====== Self-Consistency ======
**Self-Consistency** is a decoding strategy introduced by Wang et al. (2022) that improves chain-of-thought (CoT) prompting by sampling multiple diverse reasoning paths from a language model and selecting the most consistent final answer via majority vote.(([[https://arxiv.org/abs/2203.11171|Wang et al. "Self-Consistency Improves Chain of Thought Reasoning in Language Models." arXiv:2203.11171, 2022.]])) The method replaces greedy decoding with stochastic sampling and marginalizes over reasoning chains, achieving substantial accuracy gains across arithmetic, commonsense, and symbolic reasoning benchmarks.(([[https://arxiv.org/abs/2201.11903|Wei et al. "Chain-of-Thought Prompting Elicits Reasoning in Large Language Models." arXiv:2201.11903, 2022.]]))

<mermaid>
graph TD
    Q[Question] --> P1[Path 1: Reasoning A]
    Q --> P2[Path 2: Reasoning B]
    Q --> P3[Path 3: Reasoning C]
    Q --> P4[Path 4: Reasoning D]
    Q --> P5[Path 5: Reasoning E]
    P1 & P2 & P3 & P4 & P5 --> MV[Majority Vote]
    MV --> ANS[Final Answer]
</mermaid>

===== Motivation =====
Standard chain-of-thought prompting uses greedy decoding, producing a single reasoning path. This is brittle: if the model makes an error anywhere in the chain, the final answer is wrong. The key insight is that complex problems typically admit **multiple valid reasoning strategies** that all lead to the same correct answer, while incorrect answers tend to arise from isolated, low-probability error paths.

===== Method =====
Self-consistency operates in three steps:

  - **Prompt with CoT exemplars** — Use standard few-shot chain-of-thought prompting (identical to regular CoT)
  - **Sample diverse reasoning paths** — Instead of greedy decoding, sample $k$ independent completions using temperature-based sampling
  - **Majority vote** — Extract the final answer from each path and select the answer that appears most frequently

$$a^* = \text{mode}\left(\{\text{extract}(r_i)\}_{i=1}^{k}\right)$$

where $r_i \sim p_\theta(\cdot | \text{prompt}, T)$ are sampled reasoning chains at temperature $T$.

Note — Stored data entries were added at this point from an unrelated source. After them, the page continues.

//! Error types for the rental pricing engine.
//!
//! The price calculation itself is total and never fails. Errors only arise at
//! the boundaries around it: loading configuration and validating a booking
//! before it is submitted.

use chrono::NaiveDate;
use rust_decimal::Decimal;
use thiserror::Error;

/// The main error type for the rental pricing engine.
///
/// # Example
///
/// ```
/// use rental_pricing::error::PricingError;
///
/// let error = PricingError::ConfigNotFound {
///     path: "/missing/pricing.yaml".to_string(),
/// };
/// assert_eq!(error.to_string(), "Configuration file not found: /missing/pricing.yaml");
/// ```
#[derive(Debug, Error)]
pub enum PricingError {
    /// Configuration file was not found at the specified path.
    #[error("Configuration file not found: {path}")]
    ConfigNotFound {
        /// The path that was not found.
        path: String,
    },

    /// Configuration file could not be parsed.
    #[error("Failed to parse configuration file '{path}': {message}")]
    ConfigParseError {
        /// The path to the file that failed to parse.
        path: String,
        /// A description of the parse error.
        message: String,
    },

    /// Configuration parsed but its rules are inconsistent.
    #[error("Invalid configuration: {message}")]
    InvalidConfig {
        /// What is wrong with the configuration.
        message: String,
    },

    /// A field required to place a booking was not provided.
    #[error("Missing required field: {field}")]
    MissingField {
        /// The name of the missing field.
        field: String,
    },

    /// The end date does not fall strictly after the start date.
    #[error("End date {end} must be after start date {start}")]
    InvalidDateRange {
        /// The requested start date.
        start: NaiveDate,
        /// The requested end date.
        end: NaiveDate,
    },

    /// The start date lies before the current date.
    #[error("Start date {start} cannot be in the past (today is {today})")]
    StartDateInPast {
        /// The requested start date.
        start: NaiveDate,
        /// The date the booking was validated on.
        today: NaiveDate,
    },

    /// A location is not served in this market.
    #[error("Unknown location: {location}")]
    UnknownLocation {
        /// The location that was not recognised.
        location: String,
    },

    /// The daily rate is negative or above the largest rate the engine prices.
    #[error("Daily rate {rate} is outside the accepted range 0 to {max}")]
    DailyRateOutOfRange {
        /// The rejected rate.
        rate: Decimal,
        /// The largest accepted rate.
        max: Decimal,
    },
}

/// A type alias for Results that return PricingError.
pub type PricingResult<T> = Result<T, PricingError>;

#[cfg(test)]
mod tests {
    use super::*;

    #[test]
    fn test_config_not_found_displays_path() {
        let error = PricingError::ConfigNotFound {
            path: "/missing/file.yaml".to_string(),
        };
        assert_eq!(
            error.to_string(),
            "Configuration file not found: /missing/file.yaml"
        );
    }

    #[test]
    fn test_config_parse_error_displays_path_and_message() {
        let error = PricingError::ConfigParseError {
            path: "/config/bad.yaml".to_string(),
            message: "invalid YAML syntax".to_string(),
        };
        assert_eq!(
            error.to_string(),
            "Failed to parse configuration file '/config/bad.yaml': invalid YAML syntax"
        );
    }

    #[test]
    fn test_invalid_config_displays_message() {
        let error = PricingError::InvalidConfig {
            message: "tax rate must be between 0 and 1".to_string(),
        };
        assert_eq!(
            error.to_string(),
            "Invalid configuration: tax rate must be between 0 and 1"
        );
    }

    #[test]
    fn test_missing_field_displays_field() {
        let error = PricingError::MissingField {
            field: "start_date".to_string(),
        };
        assert_eq!(error.to_string(), "Missing required field: start_date");
    }

    #[test]
    fn test_invalid_date_range_displays_both_dates() {
        let error = PricingError::InvalidDateRange {
            start: NaiveDate::from_ymd_opt(2024, 12, 5).unwrap(),
            end: NaiveDate::from_ymd_opt(2024, 12, 3).unwrap(),
        };
        assert_eq!(
            error.to_string(),
            "End date 2024-12-03 must be after start date 2024-12-05"
        );
    }

    #[test]
    fn test_start_date_in_past_displays_dates() {
        let error = PricingError::StartDateInPast {
            start: NaiveDate::from_ymd_opt(2024, 1, 1).unwrap(),
            today: NaiveDate::from_ymd_opt(2024, 12, 2).unwrap(),
        };
        assert_eq!(
            error.to_string(),
            "Start date 2024-01-01 cannot be in the past (today is 2024-12-02)"
        );
    }

    #[test]
    fn test_unknown_location_displays_location() {
        let error = PricingError::UnknownLocation {
            location: "Atlantis".to_string(),
        };
        assert_eq!(error.to_string(), "Unknown location: Atlantis");
    }

    #[test]
    fn test_daily_rate_out_of_range_displays_limit() {
        let error = PricingError::DailyRateOutOfRange {
            rate: Decimal::from(-5),
            max: Decimal::from(1_000_000_000),
        };
        assert_eq!(
            error.to_string(),
            "Daily rate -5 is outside the accepted range 0 to 1000000000"
        );
    }

    #[test]
    fn test_errors_implement_std_error() {
        fn assert_error<T: std::error::Error>() {}
        assert_error::<PricingError>();
    }

    #[test]
    fn test_error_propagation_with_question_mark() {
        fn returns_missing_field() -> PricingResult<()> {
            Err(PricingError::MissingField {
                field: "end_date".to_string(),
            })
        }

        fn propagates_error() -> PricingResult<()> {
            returns_missing_field()?;
            Ok(())
        }

        assert!(propagates_error().is_err());
    }
}
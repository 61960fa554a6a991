use anyhow::Result;
use simplypipe::testing::*;
use simplypipe::*;

#[test]
fn batch_groups_items_with_trailing_partial() -> Result<()> {
    let stats = assert_emits(
        &pipe(0..7).batch(3),
        &[vec![0, 1, 2], vec![3, 4, 5], vec![6]],
    );
    assert_eq!(stats.batches, 3);
    assert_eq!(stats.processed, 7);
    assert_eq!(stats.emitted, 3);
    Ok(())
}

#[test]
fn batch_exact_multiple_has_no_partial() -> Result<()> {
    let (out, stats) = pipe(0..6).batch(3).collect_with_stats()?;
    assert_eq!(out, vec![vec![0, 1, 2], vec![3, 4, 5]]);
    assert_eq!(stats.batches, 2);
    Ok(())
}

#[test]
fn batch_size_one() -> Result<()> {
    let out = pipe(vec![10, 20]).batch(1).collect()?;
    assert_eq!(out, vec![vec![10], vec![20]]);
    Ok(())
}

#[test]
fn batch_larger_than_source_emits_one_group() -> Result<()> {
    let (out, stats) = pipe(vec![1, 2]).batch(10).collect_with_stats()?;
    assert_eq!(out, vec![vec![1, 2]]);
    assert_eq!(stats.batches, 1);
    Ok(())
}

#[test]
fn batch_of_empty_source_emits_nothing() -> Result<()> {
    let (out, stats) = pipe(Vec::<u8>::new()).batch(4).collect_with_stats()?;
    assert!(out.is_empty());
    assert_eq!(stats.batches, 0);
    Ok(())
}

#[test]
fn batch_count_is_ceil_of_n_over_size() -> Result<()> {
    for n in [0usize, 1, 5, 16, 17, 103] {
        for size in [1usize, 2, 3, 8, 16, 200] {
            let (out, stats) = pipe(0..n).batch(size).collect_with_stats()?;
            let expected = n.div_ceil(size);
            assert_eq!(out.len(), expected, "n={n} size={size}");
            assert_eq!(stats.batches, expected as u64, "n={n} size={size}");
            assert_all(&out, |g| !g.is_empty() && g.len() <= size);
            let flat: Vec<usize> = out.into_iter().flatten().collect();
            assert_eq!(flat, (0..n).collect::<Vec<_>>());
        }
    }
    Ok(())
}

#[test]
fn batch_zero_is_rejected_before_any_work() {
    let seen = Recorder::new();
    let p = pipe(vec![1, 2, 3]).tap(seen.tap()).batch(0);
    let err = p.run().unwrap_err();
    assert!(err.to_string().contains("batch size"), "{err}");
    assert!(seen.is_empty());
}

#[test]
fn batch_emits_full_groups_lazily() -> Result<()> {
    // The first group must be emitted before the source is drained.
    let out = pipe(0u64..).batch(2).take(2).collect()?;
    assert_eq!(out, vec![vec![0, 1], vec![2, 3]]);
    Ok(())
}

#[test]
fn batches_can_be_mapped() -> Result<()> {
    let sums = pipe(1..=10)
        .batch(4)
        .map(|g: Vec<i32>| g.iter().sum::<i32>())
        .collect()?;
    assert_eq!(sums, vec![10, 26, 19]);
    Ok(())
}

#[test]
fn huge_batch_size_holds_whole_source() -> Result<()> {
    // Sizes far beyond the input must not reserve memory up front.
    for size in [usize::MAX, 1usize << 34] {
        let (out, stats) = pipe(vec![1, 2, 3]).batch(size).collect_with_stats()?;
        assert_eq!(out, vec![vec![1, 2, 3]]);
        assert_eq!(stats.batches, 1);
    }
    Ok(())
}
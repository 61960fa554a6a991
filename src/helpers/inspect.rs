//! Debug logging of items as they flow through a [`Pipe`].

use crate::node::{BoxCursor, Cursor};
use crate::pipeline::Pipe;
use crate::stats::RunStats;
use anyhow::Result;
use std::fmt::Debug;
use std::sync::Arc;
use tracing::debug;

pub(crate) struct InspectOp<T> {
    upstream: BoxCursor<T>,
    label: Arc<str>,
    seen: u64,
}

impl<T: Debug> Cursor for InspectOp<T> {
    type Item = T;

    fn pull(&mut self, stats: &mut RunStats) -> Result<Option<T>> {
        let next = self.upstream.pull(stats)?;
        match &next {
            Some(item) => {
                debug!(label = %self.label, index = self.seen, ?item, "inspect");
                self.seen += 1;
            }
            None => debug!(label = %self.label, count = self.seen, "inspect: exhausted"),
        }
        Ok(next)
    }
}

impl<T: Debug + 'static> Pipe<T> {
    /// Log each item at `debug` level under `label`, passing it through unchanged.
    ///
    /// Nothing is printed unless a `tracing` subscriber is installed.
    #[must_use]
    pub fn inspect(self, label: impl Into<String>) -> Self {
        let label: Arc<str> = Arc::from(label.into());
        self.chain_with(format!("inspect({label})"), move |upstream| InspectOp {
            upstream,
            label: Arc::clone(&label),
            seen: 0,
        })
    }
}
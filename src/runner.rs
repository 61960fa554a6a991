//! Execution engine.
//!
//! A run builds a fresh cursor chain from the pipeline's plan (which also
//! validates every operator's configuration), pulls it to exhaustion, hands
//! each item to the sink, and returns the [`RunStats`] gathered on the way.
//!
//! Errors end the run immediately and are returned as-is; no stats are
//! produced for a failed run. Side effects already performed by taps or the
//! sink are not rolled back.

use crate::pipeline::Pipe;
use crate::stats::RunStats;
use anyhow::Result;
use std::time::Instant;
use tracing::{debug, info_span, warn};

/// Execution settings for a pipeline run.
#[derive(Clone, Debug, Default)]
pub struct Runner {
    /// Name recorded on the run's tracing span.
    pub name: Option<String>,
}

impl Runner {
    /// Create an unnamed runner.
    #[must_use]
    pub fn new() -> Self {
        Self::default()
    }

    /// Name the run in log output.
    #[must_use]
    pub fn with_name(mut self, name: impl Into<String>) -> Self {
        self.name = Some(name.into());
        self
    }

    /// Run `pipe`, passing every emitted item to `sink`.
    ///
    /// # Errors
    ///
    /// Returns the first fatal error: a misconfigured operator, a failure not
    /// trapped by `retry_map`/`catch`, exhausted retries, or an error from `sink`.
    pub fn run<T, S>(&self, pipe: &Pipe<T>, mut sink: S) -> Result<RunStats>
    where
        T: 'static,
        S: FnMut(T) -> Result<()>,
    {
        let span = info_span!("pipe_run", name = self.name.as_deref().unwrap_or("pipe"));
        let _guard = span.enter();

        let mut stats = RunStats::new();
        debug!(stages = ?pipe.stages(), "starting run");

        let start = Instant::now();
        let outcome = Self::drain(pipe, &mut stats, &mut sink);
        if let Err(e) = &outcome {
            warn!(error = %e, processed = stats.processed, emitted = stats.emitted, "run aborted");
        }
        outcome?;
        stats.duration = start.elapsed();

        debug!(%stats, "run finished");
        Ok(stats)
    }

    fn drain<T, S>(pipe: &Pipe<T>, stats: &mut RunStats, sink: &mut S) -> Result<()>
    where
        T: 'static,
        S: FnMut(T) -> Result<()>,
    {
        let mut cursor = pipe.build()?;
        while let Some(item) = cursor.pull(stats)? {
            stats.emitted += 1;
            sink(item)?;
        }
        Ok(())
    }
}

impl<T: 'static> Pipe<T> {
    /// Run the pipeline, discarding its output.
    ///
    /// # Errors
    ///
    /// See [`Runner::run`].
    pub fn run(&self) -> Result<RunStats> {
        self.run_with(|_| {})
    }

    /// Run the pipeline, calling `sink` once per emitted item.
    ///
    /// # Errors
    ///
    /// See [`Runner::run`].
    pub fn run_with<S>(&self, mut sink: S) -> Result<RunStats>
    where
        S: FnMut(T),
    {
        self.try_run_with(|item| {
            sink(item);
            Ok(())
        })
    }

    /// Run the pipeline with a fallible sink; a sink error aborts the run.
    ///
    /// # Errors
    ///
    /// See [`Runner::run`].
    pub fn try_run_with<S>(&self, sink: S) -> Result<RunStats>
    where
        S: FnMut(T) -> Result<()>,
    {
        Runner::new().run(self, sink)
    }

    /// Run the pipeline and gather its output.
    ///
    /// # Errors
    ///
    /// See [`Runner::run`].
    pub fn collect(&self) -> Result<Vec<T>> {
        self.collect_with_stats().map(|(out, _)| out)
    }

    /// Run the pipeline and gather its output together with the run's stats.
    ///
    /// # Errors
    ///
    /// See [`Runner::run`].
    pub fn collect_with_stats(&self) -> Result<(Vec<T>, RunStats)> {
        let mut out = Vec::new();
        let stats = self.run_with(|item| out.push(item))?;
        Ok((out, stats))
    }
}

===== Theoretical Intuition =====
The approach is grounded in the observation that diverse valid solution paths converge on correct answers while errors scatter across different wrong answers:

$$P(a^* = a_{\text{correct}}) \geq P(r_i \text{ yields } a_{\text{correct}})$$

This is analogous to ensemble methods in machine learning — the "wisdom of crowds" applied to reasoning chains from a single model. Self-consistency can also be viewed as an approximation to marginalization over the reasoning path:

$$P(a | q) = \sum_{r} P(a | r) \cdot P(r | q) \approx \frac{1}{k} \sum_{i=1}^{k} \mathbb{1}[\text{extract}(r_i) = a]$$

<code python>
import collections

class SelfConsistency:
    def __init__(self, model, num_samples=40, temperature=0.7):
        self.model = model
        self.num_samples = num_samples
        self.temperature = temperature

    def solve(self, question, cot_exemplars):
        prompt = self._build_cot_prompt(question, cot_exemplars)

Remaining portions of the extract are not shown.